Droits de l’Homme : la parole est aux victimes

Des victimes des atrocités commises sous le règne de Hassan II ont témoigné publiquement de ce qu'ils ont subi. 

		(Photo : AFP)
Des victimes des atrocités commises sous le règne de Hassan II ont témoigné publiquement de ce qu'ils ont subi.
(Photo : AFP)
Des victimes des violations des droits de l’Homme commises sous le règne de Hassan II pendant les «années de plomb», ont commencé cette semaine à témoigner, en direct à la télévision publique, du calvaire qu’elles ont vécu. Une telle expérience est certes inédite dans le monde arabo-musulman, mais si cette initiative du nouveau régime est unanimement saluée dans le royaume, ses limites sont également vivement dénoncées. Les victimes ne sont en effet pas autorisés à divulguer le nom de leurs tortionnaires ce qui, pour certaines organisations de défense des droits de l’homme, est «un encouragement à l’impunité».

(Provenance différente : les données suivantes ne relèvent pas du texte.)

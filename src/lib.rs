pub mod analytics;
pub mod catalog;
pub mod config;
pub mod error;
pub mod geometry;
pub mod navigation;
pub mod overlay;
pub mod repl;
pub mod spotlight;
pub mod storage;
pub mod tour;
mod utils;

use std::{fs, sync::Arc};

use anyhow::{Context, Result};
use tokio::io::BufReader;

use catalog::TourCatalog;
use config::{HostConfig, StoreKind, TourConfig};
use repl::Repl;
use spotlight::HeadlessDocument;
use storage::{JsonFileStore, KeyValueStore, MemoryStore, SqliteStore};
use tour::TourController;

pub fn run() -> Result<()> {
    // Initialize logging (reads RUST_LOG env var)
    env_logger::Builder::from_default_env()
        .filter_level(log::LevelFilter::Info)
        .init();

    log::info!("tourguide starting up...");

    let host_config = HostConfig::from_env();
    let tour_config = TourConfig::from_env();

    let runtime = tokio::runtime::Builder::new_multi_thread()
        .enable_all()
        .build()
        .context("failed to start async runtime")?;

    runtime.block_on(async move {
        let store = open_store(&host_config)?;
        let catalog = Arc::new(load_catalog(&host_config)?);
        log::info!("Loaded {} tours", catalog.tours().len());

        let document = Arc::new(HeadlessDocument::default());
        Repl::seed_targets(&document, &catalog);

        let controller = TourController::new(catalog, store, document.clone(), &tour_config);
        Repl::new(controller, document)
            .run(BufReader::new(tokio::io::stdin()))
            .await
    })
}

fn open_store(config: &HostConfig) -> Result<Arc<dyn KeyValueStore>> {
    if config.store != StoreKind::Memory {
        fs::create_dir_all(&config.data_dir).with_context(|| {
            format!("failed to create data dir {}", config.data_dir.display())
        })?;
    }

    let store: Arc<dyn KeyValueStore> = match config.store {
        StoreKind::Memory => Arc::new(MemoryStore::new()),
        StoreKind::Json => Arc::new(JsonFileStore::new(config.data_dir.join("tourguide.json"))?),
        StoreKind::Sqlite => Arc::new(SqliteStore::new(
            config.data_dir.join("tourguide.sqlite3"),
        )?),
    };
    log::info!("Using {:?} store in {}", config.store, config.data_dir.display());
    Ok(store)
}

fn load_catalog(config: &HostConfig) -> Result<TourCatalog> {
    match &config.catalog_path {
        Some(path) => TourCatalog::from_json_file(path),
        None => Ok(catalog::builtin::catalog()),
    }
}
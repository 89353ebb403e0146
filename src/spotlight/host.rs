use serde::{Deserialize, Serialize};
use tokio::sync::mpsc;

use crate::geometry::{Rect, Viewport};

#[derive(Debug, Clone, Copy, Serialize, Deserialize, PartialEq, Eq, Hash)]
#[serde(rename_all = "camelCase")]
pub enum ChangeSource {
    ElementResized,
    WindowResized,
    WindowScrolled,
}

impl ChangeSource {
    pub const ALL: [ChangeSource; 3] = [
        ChangeSource::ElementResized,
        ChangeSource::WindowResized,
        ChangeSource::WindowScrolled,
    ];
}

#[derive(Debug, Clone, Copy, PartialEq, Eq, Hash, PartialOrd, Ord)]
pub struct WatchId(pub u64);

pub type ChangeNotifier = mpsc::UnboundedSender<ChangeSource>;

/// The rendering surface the tour runs over (a browser document, a webview,
/// or the headless stand-in).
pub trait GeometryHost: Send + Sync {
    /// Bounds of the element matching `selector`, relative to the viewport.
    fn bounding_box(&self, selector: &str) -> Option<Rect>;

    fn viewport(&self) -> Viewport;

    /// Scrolls so the element sits in the middle of the viewport.
    fn scroll_into_view(&self, selector: &str);

    /// Starts forwarding `source` changes to `notify`. Returns `None` when the
    /// host has no native observer for that source.
    fn watch(&self, source: ChangeSource, selector: &str, notify: ChangeNotifier)
        -> Option<WatchId>;

    fn unwatch(&self, id: WatchId);
}
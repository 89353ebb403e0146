use chrono::{DateTime, Utc};
use serde::{Deserialize, Serialize};
use uuid::Uuid;

#[derive(Debug, Clone, Copy, Serialize, Deserialize, PartialEq, Eq)]
#[serde(rename_all = "camelCase")]
pub enum Feedback {
    Positive,
    Negative,
}

/// Log of one walkthrough of a tour.
#[derive(Debug, Clone, Serialize, Deserialize, PartialEq)]
#[serde(rename_all = "camelCase")]
pub struct AnalyticsRecord {
    pub run_id: Uuid,
    pub tour_id: String,
    pub started_at: DateTime<Utc>,
    pub completed_at: Option<DateTime<Utc>>,
    pub steps_visited: Vec<usize>,
    pub skipped_steps: Vec<usize>,
    pub feedback: Option<Feedback>,
    pub completed: bool,
}

impl AnalyticsRecord {
    pub fn new(tour_id: &str, started_at: DateTime<Utc>) -> Self {
        Self {
            run_id: Uuid::new_v4(),
            tour_id: tour_id.to_string(),
            started_at,
            completed_at: None,
            steps_visited: vec![0],
            skipped_steps: Vec::new(),
            feedback: None,
            completed: false,
        }
    }
}

#[derive(Debug, Clone, Serialize, Deserialize, PartialEq)]
#[serde(rename_all = "camelCase")]
pub struct TourSummary {
    pub tour_id: String,
    pub runs: usize,
    pub completions: usize,
    pub average_skipped: f64,
    pub positive_feedback: usize,
    pub negative_feedback: usize,
}
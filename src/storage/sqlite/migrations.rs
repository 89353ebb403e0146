use anyhow::{bail, Context, Result};
use log::info;
use rusqlite::Connection;

/// Schema scripts in order; entry `n` upgrades `user_version` from `n` to `n + 1`.
const MIGRATIONS: &[(&str, &str)] = &[("schema_v1.sql", include_str!("schemas/schema_v1.sql"))];

pub fn schema_version() -> i32 {
    MIGRATIONS.len() as i32
}

pub fn run_migrations(conn: &mut Connection) -> Result<()> {
    let target = schema_version();
    let found: i32 = conn
        .pragma_query_value(None, "user_version", |row| row.get(0))
        .context("failed to read user_version pragma")?;

    if found < 0 {
        bail!("tour store schema version {found} is invalid");
    }
    if found > target {
        bail!("tour store schema v{found} is newer than this build supports (v{target})");
    }
    if found == target {
        return Ok(());
    }

    let tx = conn
        .transaction()
        .context("failed to open migration transaction")?;

    for (name, script) in &MIGRATIONS[found as usize..] {
        tx.execute_batch(script)
            .with_context(|| format!("failed to execute {name}"))?;
    }

    tx.pragma_update(None, "user_version", target)
        .context("failed to update user_version pragma")?;
    tx.commit().context("failed to commit migrations")?;

    info!("Tour store schema migrated v{found} -> v{target}");
    Ok(())
}
use crate::catalog::{Layout, Role, Step, Tour};

/// Steps of `tour` visible to `role` at `layout`, ordered by `order`.
///
/// `sort_by_key` is stable, so steps sharing an `order` keep their
/// declaration order.
pub fn select_steps(tour: &Tour, role: Role, layout: Layout) -> Vec<Step> {
    let mut steps: Vec<Step> = tour
        .steps
        .iter()
        .filter(|step| step.is_eligible(role, layout))
        .cloned()
        .collect();
    steps.sort_by_key(|step| step.order);
    steps
}
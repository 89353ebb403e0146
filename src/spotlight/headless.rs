//! In-memory geometry host.
//!
//! Elements are stored in document coordinates keyed by selector. Used by the
//! interactive host and by tests.

use std::{
    collections::HashMap,
    sync::{
        atomic::{AtomicU64, AtomicUsize, Ordering},
        Mutex,
    },
};

use crate::{
    geometry::{Rect, Viewport},
    storage::lock,
};

use super::host::{ChangeNotifier, ChangeSource, GeometryHost, WatchId};

struct Watcher {
    source: ChangeSource,
    selector: String,
    notify: ChangeNotifier,
}

pub struct HeadlessDocument {
    elements: Mutex<HashMap<String, Rect>>,
    viewport: Mutex<Viewport>,
    watchers: Mutex<HashMap<WatchId, Watcher>>,
    next_watch: AtomicU64,
    scroll_requests: AtomicUsize,
    native_element_observer: bool,
}

impl HeadlessDocument {
    pub fn new(viewport: Viewport) -> Self {
        Self {
            elements: Mutex::new(HashMap::new()),
            viewport: Mutex::new(viewport),
            watchers: Mutex::new(HashMap::new()),
            next_watch: AtomicU64::new(1),
            scroll_requests: AtomicUsize::new(0),
            native_element_observer: true,
        }
    }

    /// A document that cannot observe element resizes, forcing polling.
    pub fn without_element_observer(viewport: Viewport) -> Self {
        Self {
            native_element_observer: false,
            ..Self::new(viewport)
        }
    }

    /// Adds or resizes an element (document coordinates).
    pub fn set_element(&self, selector: &str, rect: Rect) {
        lock(&self.elements).insert(selector.to_string(), rect);
        self.notify(ChangeSource::ElementResized, Some(selector));
    }

    pub fn remove_element(&self, selector: &str) {
        if lock(&self.elements).remove(selector).is_some() {
            self.notify(ChangeSource::ElementResized, Some(selector));
        }
    }

    pub fn resize(&self, width: f64, height: f64) {
        {
            let mut viewport = lock(&self.viewport);
            viewport.width = width;
            viewport.height = height;
        }
        self.notify(ChangeSource::WindowResized, None);
    }

    pub fn scroll_to(&self, x: f64, y: f64) {
        {
            let mut viewport = lock(&self.viewport);
            viewport.scroll_x = x.max(0.0);
            viewport.scroll_y = y.max(0.0);
        }
        self.notify(ChangeSource::WindowScrolled, None);
    }

    /// Document-space bounds of `selector`, if present.
    pub fn element(&self, selector: &str) -> Option<Rect> {
        lock(&self.elements).get(selector).copied()
    }

    pub fn live_watchers(&self) -> usize {
        lock(&self.watchers).len()
    }

    pub fn scroll_requests(&self) -> usize {
        self.scroll_requests.load(Ordering::SeqCst)
    }

    fn notify(&self, source: ChangeSource, selector: Option<&str>) {
        let mut watchers = lock(&self.watchers);
        // Receivers that went away are pruned here.
        watchers.retain(|_, watcher| {
            if watcher.source != source {
                return true;
            }
            if let Some(selector) = selector {
                if watcher.selector != selector {
                    return true;
                }
            }
            watcher.notify.send(source).is_ok()
        });
    }
}

impl Default for HeadlessDocument {
    fn default() -> Self {
        Self::new(Viewport::default())
    }
}

impl GeometryHost for HeadlessDocument {
    fn bounding_box(&self, selector: &str) -> Option<Rect> {
        let rect = *lock(&self.elements).get(selector)?;
        Some(lock(&self.viewport).to_viewport(&rect))
    }

    fn viewport(&self) -> Viewport {
        *lock(&self.viewport)
    }

    fn scroll_into_view(&self, selector: &str) {
        let Some(rect) = lock(&self.elements).get(selector).copied() else {
            return;
        };
        self.scroll_requests.fetch_add(1, Ordering::SeqCst);

        let viewport = self.viewport();
        let x = rect.center_x() - viewport.width / 2.0;
        let y = rect.center_y() - viewport.height / 2.0;
        self.scroll_to(x, y);
    }

    fn watch(
        &self,
        source: ChangeSource,
        selector: &str,
        notify: ChangeNotifier,
    ) -> Option<WatchId> {
        if source == ChangeSource::ElementResized && !self.native_element_observer {
            return None;
        }

        let id = WatchId(self.next_watch.fetch_add(1, Ordering::SeqCst));
        lock(&self.watchers).insert(
            id,
            Watcher {
                source,
                selector: selector.to_string(),
                notify,
            },
        );
        Some(id)
    }

    fn unwatch(&self, id: WatchId) {
        lock(&self.watchers).remove(&id);
    }
}

#[cfg(test)]
mod tests {
    use super::*;
    use tokio::sync::mpsc;

    #[test]
    fn bounding_box_is_viewport_relative() {
        let doc = HeadlessDocument::new(Viewport::new(800.0, 600.0));
        doc.set_element("#a", Rect::new(1000.0, 20.0, 100.0, 40.0));
        doc.scroll_to(0.0, 900.0);
        assert_eq!(doc.bounding_box("#a"), Some(Rect::new(100.0, 20.0, 100.0, 40.0)));
        assert_eq!(doc.bounding_box("#missing"), None);
    }

    #[test]
    fn scroll_into_view_centers_element() {
        let doc = HeadlessDocument::new(Viewport::new(800.0, 600.0));
        doc.set_element("#a", Rect::new(2000.0, 0.0, 100.0, 100.0));
        doc.scroll_into_view("#a");

        let viewport = doc.viewport();
        assert_eq!(viewport.scroll_y, 2050.0 - 300.0);
        assert_eq!(doc.scroll_requests(), 1);
    }

    #[test]
    fn watchers_receive_matching_changes_only() {
        let doc = HeadlessDocument::default();
        let (tx, mut rx) = mpsc::unbounded_channel();
        let element = doc.watch(ChangeSource::ElementResized, "#a", tx.clone()).unwrap();
        doc.watch(ChangeSource::WindowResized, "#a", tx).unwrap();

        doc.set_element("#b", Rect::default());
        assert!(rx.try_recv().is_err());

        doc.set_element("#a", Rect::default());
        assert_eq!(rx.try_recv().unwrap(), ChangeSource::ElementResized);

        doc.resize(400.0, 400.0);
        assert_eq!(rx.try_recv().unwrap(), ChangeSource::WindowResized);

        doc.unwatch(element);
        assert_eq!(doc.live_watchers(), 1);
    }

    #[test]
    fn polling_document_refuses_element_watch() {
        let doc = HeadlessDocument::without_element_observer(Viewport::default());
        let (tx, _rx) = mpsc::unbounded_channel();
        assert!(doc.watch(ChangeSource::ElementResized, "#a", tx.clone()).is_none());
        assert!(doc.watch(ChangeSource::WindowScrolled, "#a", tx).is_some());
    }
}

Le côté formel, voire solennel, qui a présidé au douloureux exercice auquel se sont prêtés les témoins n’a en rien affecté l’émotion de ce moment unique dans l’histoire du royaume. Dans l’auditorium d’un ministère et en présence de plus de deux cents personnes, les premières victimes –douze au total sur les deux premiers jours d’audition– se sont succédé pour égrainer la longue liste des atrocités dont elles ont souffert. Certaines s’appuyant sur un texte écrit, d’autres décrivant avec les mots qui leur venaient les douloureuses expériences qui ont été les leurs. Rachid Manouzi, par exemple, avait 19 ans lorsqu’il fut arrêté puis incarcéré sans raison si ce n’est celle d’avoir été le frère d’un syndicaliste engagé contre le régime de Hassan II.  Les mots lancés par ces geôliers : «vous les Manouzi, j’aurais aimé vous brûler, vous réduire en cendres, vous mettre dans une boîte de sardines et la fermer» continuent de le hanter trente-quatre ans plus tard. Interpellé en 1973, l’ancien professeur de français Chari El Hou ne s’explique quant à lui ce qui lui est arrivé que par son appartenance à un parti de gauche et au syndicat national de l’enseignement. Pendant les vingt petites minutes réglementaires qui lui ont été accordées, il a raconté «l’extermination des hommes» à laquelle il a assisté «dans des conditions rien moins que barbares» puisque sur le groupe de quatorze détenus auquel il a appartenu, seuls trois d’entre-eux ont survécu. Preuve, s’il en fallait encore une, de l’horreur endurée.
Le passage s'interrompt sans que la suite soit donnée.